Store specializing in inexpensive foods
  (+6, -1)
(+6, -1)
  [vote for,
against]

I suggest a store, or a dedicated part of an existing store, designed for people who require or prefer very economical meals. The meals could be packaged together; demos could be given in the stores on how to shop for, store, and prepare low cost meals. A variation of the Aldo store chain business model would work well I think.
Sunstone, Sep 10 2008

Aldi's formula for success https://web.archive...g10,0,1651247.story
Aldi's formula for success: Small selection, low prices [Sunstone, Sep 10 2008]

(?) Grocery Outlet http://www.groceryo.../mailer_oregon.aspx
Specializing in dented cans, overstocks, new items [Klaatu, Sep 12 2008]

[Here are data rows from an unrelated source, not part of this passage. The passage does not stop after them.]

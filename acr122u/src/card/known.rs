// acr122u/src/card/known.rs

/// A card family recognised from the PC/SC part 3 ATR card name bytes.
#[derive(Debug, Clone, Copy, PartialEq, Eq)]
#[cfg_attr(feature = "serde", derive(serde::Serialize))]
pub struct KnownCard {
    pub name: &'static str,
    pub identifier: [u8; 2],
}

/// Lookup table, searched in order; the first exact match wins.
pub const KNOWN_CARDS: &[KnownCard] = &[
    KnownCard {
        name: "MIFARE Classic 1K",
        identifier: [0x00, 0x01],
    },
    KnownCard {
        name: "MIFARE Classic 4K",
        identifier: [0x00, 0x02],
    },
    KnownCard {
        name: "MIFARE Ultralight",
        identifier: [0x00, 0x03],
    },
    KnownCard {
        name: "MIFARE Mini",
        identifier: [0x00, 0x26],
    },
    KnownCard {
        name: "Topaz and Jewel",
        identifier: [0xF0, 0x04],
    },
    KnownCard {
        name: "FeliCa 212K",
        identifier: [0xF0, 0x11],
    },
    KnownCard {
        name: "FeliCa 424K",
        identifier: [0xF0, 0x12],
    },
];

/// Card family as far as the ATR tells.
#[derive(Debug, Clone, PartialEq, Eq)]
#[cfg_attr(feature = "serde", derive(serde::Serialize))]
pub enum CardType {
    Known(&'static KnownCard),
    /// No table entry matched; carries the raw identifier bytes (possibly
    /// fewer than two when the ATR is short).
    Unknown(Vec<u8>),
}

impl CardType {
    /// Resolve identifier bytes against `KNOWN_CARDS`.
    pub fn lookup(identifier: &[u8]) -> Self {
        KNOWN_CARDS
            .iter()
            .find(|card| card.identifier[..] == *identifier)
            .map(CardType::Known)
            .unwrap_or_else(|| CardType::Unknown(identifier.to_vec()))
    }

    pub fn name(&self) -> Option<&'static str> {
        match self {
            Self::Known(card) => Some(card.name),
            Self::Unknown(_) => None,
        }
    }

    pub fn identifier(&self) -> &[u8] {
        match self {
            Self::Known(card) => &card.identifier,
            Self::Unknown(raw) => raw,
        }
    }
}

impl std::fmt::Display for CardType {
    fn fmt(&self, f: &mut std::fmt::Formatter<'_>) -> std::fmt::Result {
        match self {
            Self::Known(card) => f.write_str(card.name),
            Self::Unknown(raw) => write!(f, "unknown card ({})", crate::utils::to_hex(raw)),
        }
    }
}
//! Hex helpers for logs and test fixtures.

use std::fmt::Write;

/// Upper-case hex with one space between bytes: `&[0xff, 0xca]` -> `"FF CA"`.
pub fn to_hex(bytes: &[u8]) -> String {
    let mut s = String::with_capacity(bytes.len() * 3);
    for (i, b) in bytes.iter().enumerate() {
        if i != 0 {
            s.push(' ');
        }
        // write! never fails writing to a String
        let _ = write!(&mut s, "{:02X}", b);
    }
    s
}

/// Parse hex digits into bytes, skipping every non-hex character.
///
/// `"FF CA 00 00 00"`, `"ff:ca:00:00:00"` and `"ffca000000"` all parse to
/// the same buffer. An odd number of digits is an error.
pub fn parse_hex(s: &str) -> Result<Vec<u8>, String> {
    let digits: Vec<u8> = s
        .chars()
        .filter_map(|c| c.to_digit(16))
        .map(|d| d as u8)
        .collect();

    if digits.len() % 2 != 0 {
        return Err(format!("hex string has an odd number of digits ({})", digits.len()));
    }

    Ok(digits.chunks(2).map(|pair| (pair[0] << 4) | pair[1]).collect())
}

(??) Hungry Man http://heateatrevie...y/brand/hungry-man/
One Pound Of Food! [mylodon, Sep 12 2008]

Hungry Man http://www.thecitru...s/hungry-man-meals/
One Pound Of Food! [Voice, Mar 10 2014]

Give them money https://decorrespon...e/20798745-cb9fbb39
It works [Voice, Mar 10 2014]

Cashless economy food store http://www.dailymai...ss-supermarket.html
will sell low-cost unbranded food in cheap locations aimed at people ‘on benefits’ and in poorly-paid jobs. [Sunstone, Oct 18 2014]

Senate speech http://www.youtube....watch?v=rYqF_BtIwAU
[not_morrison_rm, Oct 18 2014]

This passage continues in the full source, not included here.